RECORDS SHOWN Start Marker

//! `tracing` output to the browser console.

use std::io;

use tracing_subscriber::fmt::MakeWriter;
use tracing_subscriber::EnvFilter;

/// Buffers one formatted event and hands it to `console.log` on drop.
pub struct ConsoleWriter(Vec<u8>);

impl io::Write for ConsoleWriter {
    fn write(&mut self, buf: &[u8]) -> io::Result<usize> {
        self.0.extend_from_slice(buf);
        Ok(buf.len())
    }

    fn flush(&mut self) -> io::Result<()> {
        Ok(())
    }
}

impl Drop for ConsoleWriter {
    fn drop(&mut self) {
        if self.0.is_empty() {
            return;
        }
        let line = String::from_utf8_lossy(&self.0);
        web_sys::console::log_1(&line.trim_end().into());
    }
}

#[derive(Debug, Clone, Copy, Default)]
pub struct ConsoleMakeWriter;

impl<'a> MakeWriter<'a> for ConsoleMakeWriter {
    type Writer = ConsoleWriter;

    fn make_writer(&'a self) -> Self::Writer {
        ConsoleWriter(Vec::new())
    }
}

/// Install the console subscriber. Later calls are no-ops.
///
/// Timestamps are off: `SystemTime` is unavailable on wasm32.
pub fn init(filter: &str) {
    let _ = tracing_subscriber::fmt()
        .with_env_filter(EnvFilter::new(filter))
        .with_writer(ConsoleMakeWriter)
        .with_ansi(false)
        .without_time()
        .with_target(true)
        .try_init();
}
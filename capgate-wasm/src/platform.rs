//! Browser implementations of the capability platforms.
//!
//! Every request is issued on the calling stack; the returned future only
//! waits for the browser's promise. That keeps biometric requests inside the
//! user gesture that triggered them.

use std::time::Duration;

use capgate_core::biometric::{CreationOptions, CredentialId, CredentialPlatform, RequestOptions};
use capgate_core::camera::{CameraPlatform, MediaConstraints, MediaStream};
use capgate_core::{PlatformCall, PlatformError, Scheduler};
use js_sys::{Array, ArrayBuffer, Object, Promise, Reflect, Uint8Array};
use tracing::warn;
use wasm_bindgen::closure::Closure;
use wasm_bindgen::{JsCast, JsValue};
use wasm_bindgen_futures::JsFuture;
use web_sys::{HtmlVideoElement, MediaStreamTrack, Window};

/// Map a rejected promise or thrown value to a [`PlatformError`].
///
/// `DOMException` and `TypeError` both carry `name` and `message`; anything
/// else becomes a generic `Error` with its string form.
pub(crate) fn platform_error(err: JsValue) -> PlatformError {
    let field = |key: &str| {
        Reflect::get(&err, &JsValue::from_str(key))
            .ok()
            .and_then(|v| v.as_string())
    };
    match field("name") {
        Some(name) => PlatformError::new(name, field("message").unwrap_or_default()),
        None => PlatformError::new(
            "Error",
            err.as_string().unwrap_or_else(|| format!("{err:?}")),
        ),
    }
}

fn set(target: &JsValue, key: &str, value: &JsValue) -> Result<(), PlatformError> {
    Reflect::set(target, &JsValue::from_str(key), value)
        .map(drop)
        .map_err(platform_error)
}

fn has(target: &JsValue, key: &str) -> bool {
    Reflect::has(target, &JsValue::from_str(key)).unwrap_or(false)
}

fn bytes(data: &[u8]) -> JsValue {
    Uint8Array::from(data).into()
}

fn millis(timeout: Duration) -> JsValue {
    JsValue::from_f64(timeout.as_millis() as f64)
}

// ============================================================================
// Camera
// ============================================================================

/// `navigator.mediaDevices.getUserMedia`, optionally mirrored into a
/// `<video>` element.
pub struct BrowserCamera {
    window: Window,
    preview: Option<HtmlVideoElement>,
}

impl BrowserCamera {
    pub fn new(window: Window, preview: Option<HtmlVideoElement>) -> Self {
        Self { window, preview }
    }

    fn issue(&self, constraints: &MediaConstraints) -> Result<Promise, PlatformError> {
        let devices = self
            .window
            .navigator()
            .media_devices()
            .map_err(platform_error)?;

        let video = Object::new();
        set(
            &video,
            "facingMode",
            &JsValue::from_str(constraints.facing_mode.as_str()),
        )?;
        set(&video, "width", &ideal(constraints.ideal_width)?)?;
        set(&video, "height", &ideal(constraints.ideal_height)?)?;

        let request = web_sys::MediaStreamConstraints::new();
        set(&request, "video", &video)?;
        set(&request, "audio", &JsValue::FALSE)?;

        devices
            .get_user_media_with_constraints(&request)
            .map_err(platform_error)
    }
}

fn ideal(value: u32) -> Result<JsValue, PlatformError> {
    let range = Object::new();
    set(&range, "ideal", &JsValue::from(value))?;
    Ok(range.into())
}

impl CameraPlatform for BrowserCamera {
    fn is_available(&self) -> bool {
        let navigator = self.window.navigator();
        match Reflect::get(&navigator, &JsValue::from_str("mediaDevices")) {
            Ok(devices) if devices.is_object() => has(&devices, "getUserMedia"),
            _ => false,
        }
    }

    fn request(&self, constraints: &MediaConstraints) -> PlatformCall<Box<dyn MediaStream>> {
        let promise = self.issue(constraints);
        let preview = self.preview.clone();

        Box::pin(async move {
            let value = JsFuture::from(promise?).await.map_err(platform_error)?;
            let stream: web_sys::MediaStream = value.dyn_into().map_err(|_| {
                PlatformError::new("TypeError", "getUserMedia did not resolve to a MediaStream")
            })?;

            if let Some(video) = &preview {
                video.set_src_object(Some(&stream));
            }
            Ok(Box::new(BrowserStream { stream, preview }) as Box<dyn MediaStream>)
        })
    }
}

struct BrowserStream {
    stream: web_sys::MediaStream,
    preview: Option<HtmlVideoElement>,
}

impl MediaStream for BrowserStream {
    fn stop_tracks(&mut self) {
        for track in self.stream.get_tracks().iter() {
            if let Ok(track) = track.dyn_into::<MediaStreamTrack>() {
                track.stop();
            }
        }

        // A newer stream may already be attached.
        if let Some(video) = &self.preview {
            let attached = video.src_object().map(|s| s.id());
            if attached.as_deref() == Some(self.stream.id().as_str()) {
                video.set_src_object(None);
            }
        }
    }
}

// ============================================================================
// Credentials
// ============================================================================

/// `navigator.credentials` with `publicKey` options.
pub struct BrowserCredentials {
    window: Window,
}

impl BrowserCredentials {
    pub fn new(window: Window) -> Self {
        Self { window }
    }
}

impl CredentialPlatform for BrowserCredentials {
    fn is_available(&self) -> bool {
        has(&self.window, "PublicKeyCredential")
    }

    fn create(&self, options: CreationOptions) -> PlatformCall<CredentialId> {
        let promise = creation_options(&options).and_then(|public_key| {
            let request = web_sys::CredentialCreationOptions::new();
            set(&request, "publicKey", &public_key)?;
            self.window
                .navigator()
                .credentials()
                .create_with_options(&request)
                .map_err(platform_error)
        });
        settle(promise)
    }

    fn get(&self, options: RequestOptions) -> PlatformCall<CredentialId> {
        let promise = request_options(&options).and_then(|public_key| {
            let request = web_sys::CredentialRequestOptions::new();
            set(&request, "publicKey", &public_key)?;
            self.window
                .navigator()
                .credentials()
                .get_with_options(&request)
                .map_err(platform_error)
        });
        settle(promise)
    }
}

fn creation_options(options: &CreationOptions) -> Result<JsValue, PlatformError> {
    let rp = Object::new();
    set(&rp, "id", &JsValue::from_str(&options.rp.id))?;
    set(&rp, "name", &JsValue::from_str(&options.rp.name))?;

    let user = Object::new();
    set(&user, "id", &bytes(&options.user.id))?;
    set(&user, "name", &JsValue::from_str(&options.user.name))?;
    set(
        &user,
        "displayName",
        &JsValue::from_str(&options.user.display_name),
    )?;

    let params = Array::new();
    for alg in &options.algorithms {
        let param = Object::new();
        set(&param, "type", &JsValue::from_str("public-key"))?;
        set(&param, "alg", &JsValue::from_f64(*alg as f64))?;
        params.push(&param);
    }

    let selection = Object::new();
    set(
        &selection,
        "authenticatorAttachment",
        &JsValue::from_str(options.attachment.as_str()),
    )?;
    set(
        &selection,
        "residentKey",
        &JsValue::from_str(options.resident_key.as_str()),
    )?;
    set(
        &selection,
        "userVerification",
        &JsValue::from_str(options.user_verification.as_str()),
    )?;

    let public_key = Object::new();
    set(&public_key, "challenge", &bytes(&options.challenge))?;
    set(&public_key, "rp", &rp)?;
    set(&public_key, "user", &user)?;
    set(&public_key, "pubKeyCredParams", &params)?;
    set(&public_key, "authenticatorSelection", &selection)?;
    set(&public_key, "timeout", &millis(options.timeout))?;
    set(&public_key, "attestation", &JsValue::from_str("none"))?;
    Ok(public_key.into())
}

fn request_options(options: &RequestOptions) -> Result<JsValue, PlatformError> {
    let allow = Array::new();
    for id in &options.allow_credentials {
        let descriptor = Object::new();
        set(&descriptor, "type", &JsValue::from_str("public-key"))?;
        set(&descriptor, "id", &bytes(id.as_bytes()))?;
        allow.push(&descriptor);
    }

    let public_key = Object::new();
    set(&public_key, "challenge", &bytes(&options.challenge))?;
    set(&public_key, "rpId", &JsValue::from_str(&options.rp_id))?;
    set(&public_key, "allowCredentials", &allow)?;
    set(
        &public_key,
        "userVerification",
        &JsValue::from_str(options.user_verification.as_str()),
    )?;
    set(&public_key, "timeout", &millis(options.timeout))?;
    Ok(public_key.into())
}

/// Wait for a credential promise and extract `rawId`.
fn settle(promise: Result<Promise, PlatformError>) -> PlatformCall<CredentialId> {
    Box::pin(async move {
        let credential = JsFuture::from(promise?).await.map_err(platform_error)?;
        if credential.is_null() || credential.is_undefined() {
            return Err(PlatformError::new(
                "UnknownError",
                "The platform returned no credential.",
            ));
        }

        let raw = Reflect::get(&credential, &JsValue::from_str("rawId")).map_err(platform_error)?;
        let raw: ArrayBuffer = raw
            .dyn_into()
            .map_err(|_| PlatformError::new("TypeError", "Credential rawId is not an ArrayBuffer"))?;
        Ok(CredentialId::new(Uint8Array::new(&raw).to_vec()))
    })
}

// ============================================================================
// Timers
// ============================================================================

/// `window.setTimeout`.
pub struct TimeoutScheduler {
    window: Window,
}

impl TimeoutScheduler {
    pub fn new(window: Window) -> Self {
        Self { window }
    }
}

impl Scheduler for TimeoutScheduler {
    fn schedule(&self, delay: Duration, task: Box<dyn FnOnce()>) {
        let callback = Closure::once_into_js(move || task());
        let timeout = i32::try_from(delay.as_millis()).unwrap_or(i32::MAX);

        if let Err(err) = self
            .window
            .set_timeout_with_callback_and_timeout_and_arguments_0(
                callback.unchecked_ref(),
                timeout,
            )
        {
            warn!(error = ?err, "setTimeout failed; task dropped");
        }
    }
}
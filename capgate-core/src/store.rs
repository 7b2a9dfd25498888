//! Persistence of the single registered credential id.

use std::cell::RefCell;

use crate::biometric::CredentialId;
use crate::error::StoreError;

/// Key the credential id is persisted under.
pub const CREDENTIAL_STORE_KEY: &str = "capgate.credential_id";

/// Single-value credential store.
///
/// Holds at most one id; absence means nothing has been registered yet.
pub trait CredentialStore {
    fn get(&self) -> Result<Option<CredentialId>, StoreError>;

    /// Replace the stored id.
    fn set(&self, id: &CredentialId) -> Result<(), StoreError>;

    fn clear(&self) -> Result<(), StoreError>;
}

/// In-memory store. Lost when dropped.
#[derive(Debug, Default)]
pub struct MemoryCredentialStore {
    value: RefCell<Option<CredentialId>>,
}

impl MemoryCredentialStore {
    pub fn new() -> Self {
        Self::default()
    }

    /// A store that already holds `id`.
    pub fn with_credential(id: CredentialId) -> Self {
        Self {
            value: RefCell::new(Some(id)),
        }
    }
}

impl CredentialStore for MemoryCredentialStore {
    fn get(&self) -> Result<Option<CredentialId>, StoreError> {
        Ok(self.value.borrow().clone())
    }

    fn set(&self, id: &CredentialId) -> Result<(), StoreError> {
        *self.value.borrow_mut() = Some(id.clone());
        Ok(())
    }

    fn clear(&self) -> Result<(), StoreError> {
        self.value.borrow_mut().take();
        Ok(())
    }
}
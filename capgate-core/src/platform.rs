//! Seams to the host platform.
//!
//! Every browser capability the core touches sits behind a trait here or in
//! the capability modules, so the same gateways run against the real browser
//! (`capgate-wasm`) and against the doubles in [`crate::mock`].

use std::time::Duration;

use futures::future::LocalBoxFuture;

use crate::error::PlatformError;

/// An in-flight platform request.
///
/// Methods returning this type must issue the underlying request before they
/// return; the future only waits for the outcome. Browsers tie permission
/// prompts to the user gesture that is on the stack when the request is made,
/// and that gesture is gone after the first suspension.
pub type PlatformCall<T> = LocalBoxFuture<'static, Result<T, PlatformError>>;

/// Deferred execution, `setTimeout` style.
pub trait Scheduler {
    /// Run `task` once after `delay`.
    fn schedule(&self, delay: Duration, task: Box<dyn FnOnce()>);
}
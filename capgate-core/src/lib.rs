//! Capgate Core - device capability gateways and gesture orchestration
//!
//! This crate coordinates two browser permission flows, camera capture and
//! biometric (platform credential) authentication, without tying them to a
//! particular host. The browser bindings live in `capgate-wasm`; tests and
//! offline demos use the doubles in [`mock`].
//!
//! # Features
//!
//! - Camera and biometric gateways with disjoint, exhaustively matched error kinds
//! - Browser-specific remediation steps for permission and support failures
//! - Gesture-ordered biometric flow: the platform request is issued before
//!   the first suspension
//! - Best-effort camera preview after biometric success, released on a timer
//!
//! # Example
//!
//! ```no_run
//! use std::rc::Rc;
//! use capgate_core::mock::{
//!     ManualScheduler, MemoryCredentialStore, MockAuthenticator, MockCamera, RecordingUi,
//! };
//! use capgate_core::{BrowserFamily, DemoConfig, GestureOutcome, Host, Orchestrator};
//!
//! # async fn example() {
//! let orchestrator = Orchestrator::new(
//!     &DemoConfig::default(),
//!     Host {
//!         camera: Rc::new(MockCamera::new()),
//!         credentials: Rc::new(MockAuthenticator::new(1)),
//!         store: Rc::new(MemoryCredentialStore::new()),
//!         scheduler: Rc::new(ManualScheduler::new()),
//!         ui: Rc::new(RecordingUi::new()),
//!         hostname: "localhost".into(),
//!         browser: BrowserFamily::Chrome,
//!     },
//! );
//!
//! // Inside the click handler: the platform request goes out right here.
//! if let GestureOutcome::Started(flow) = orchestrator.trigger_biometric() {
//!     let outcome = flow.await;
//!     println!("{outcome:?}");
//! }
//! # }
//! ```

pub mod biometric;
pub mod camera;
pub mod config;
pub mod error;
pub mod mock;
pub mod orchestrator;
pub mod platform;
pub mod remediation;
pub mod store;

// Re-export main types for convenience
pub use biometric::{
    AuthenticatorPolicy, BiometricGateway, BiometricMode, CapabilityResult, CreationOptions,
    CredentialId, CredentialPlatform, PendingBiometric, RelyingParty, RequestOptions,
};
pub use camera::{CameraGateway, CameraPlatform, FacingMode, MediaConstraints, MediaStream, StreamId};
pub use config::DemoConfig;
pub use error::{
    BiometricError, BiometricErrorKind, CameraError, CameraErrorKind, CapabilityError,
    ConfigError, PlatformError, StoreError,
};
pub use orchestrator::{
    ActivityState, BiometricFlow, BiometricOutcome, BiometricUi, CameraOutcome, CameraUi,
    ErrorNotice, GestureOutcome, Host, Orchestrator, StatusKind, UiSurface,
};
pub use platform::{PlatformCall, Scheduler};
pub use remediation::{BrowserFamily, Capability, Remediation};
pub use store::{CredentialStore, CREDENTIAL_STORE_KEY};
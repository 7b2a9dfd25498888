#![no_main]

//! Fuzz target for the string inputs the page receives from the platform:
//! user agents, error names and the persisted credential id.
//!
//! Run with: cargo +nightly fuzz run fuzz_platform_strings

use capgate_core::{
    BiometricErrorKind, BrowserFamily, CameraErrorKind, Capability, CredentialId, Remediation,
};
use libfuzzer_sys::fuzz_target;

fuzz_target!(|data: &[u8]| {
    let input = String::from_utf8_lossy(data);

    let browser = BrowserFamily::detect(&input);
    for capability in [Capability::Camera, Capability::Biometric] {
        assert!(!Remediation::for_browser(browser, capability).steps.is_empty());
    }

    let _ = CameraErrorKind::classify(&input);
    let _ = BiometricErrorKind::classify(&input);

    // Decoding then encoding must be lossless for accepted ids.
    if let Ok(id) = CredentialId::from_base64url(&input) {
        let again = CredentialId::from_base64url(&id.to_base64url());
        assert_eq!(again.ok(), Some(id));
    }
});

RECORDS SHOWN End Marker

◆ EXERCISE DETAILS
Copy every line of the listing where the word "range" appears.

◆ YOUR SOLUTION
    let range = Object::new();
    set(&range, "ideal", &JsValue::from(value))?;
    Ok(range.into())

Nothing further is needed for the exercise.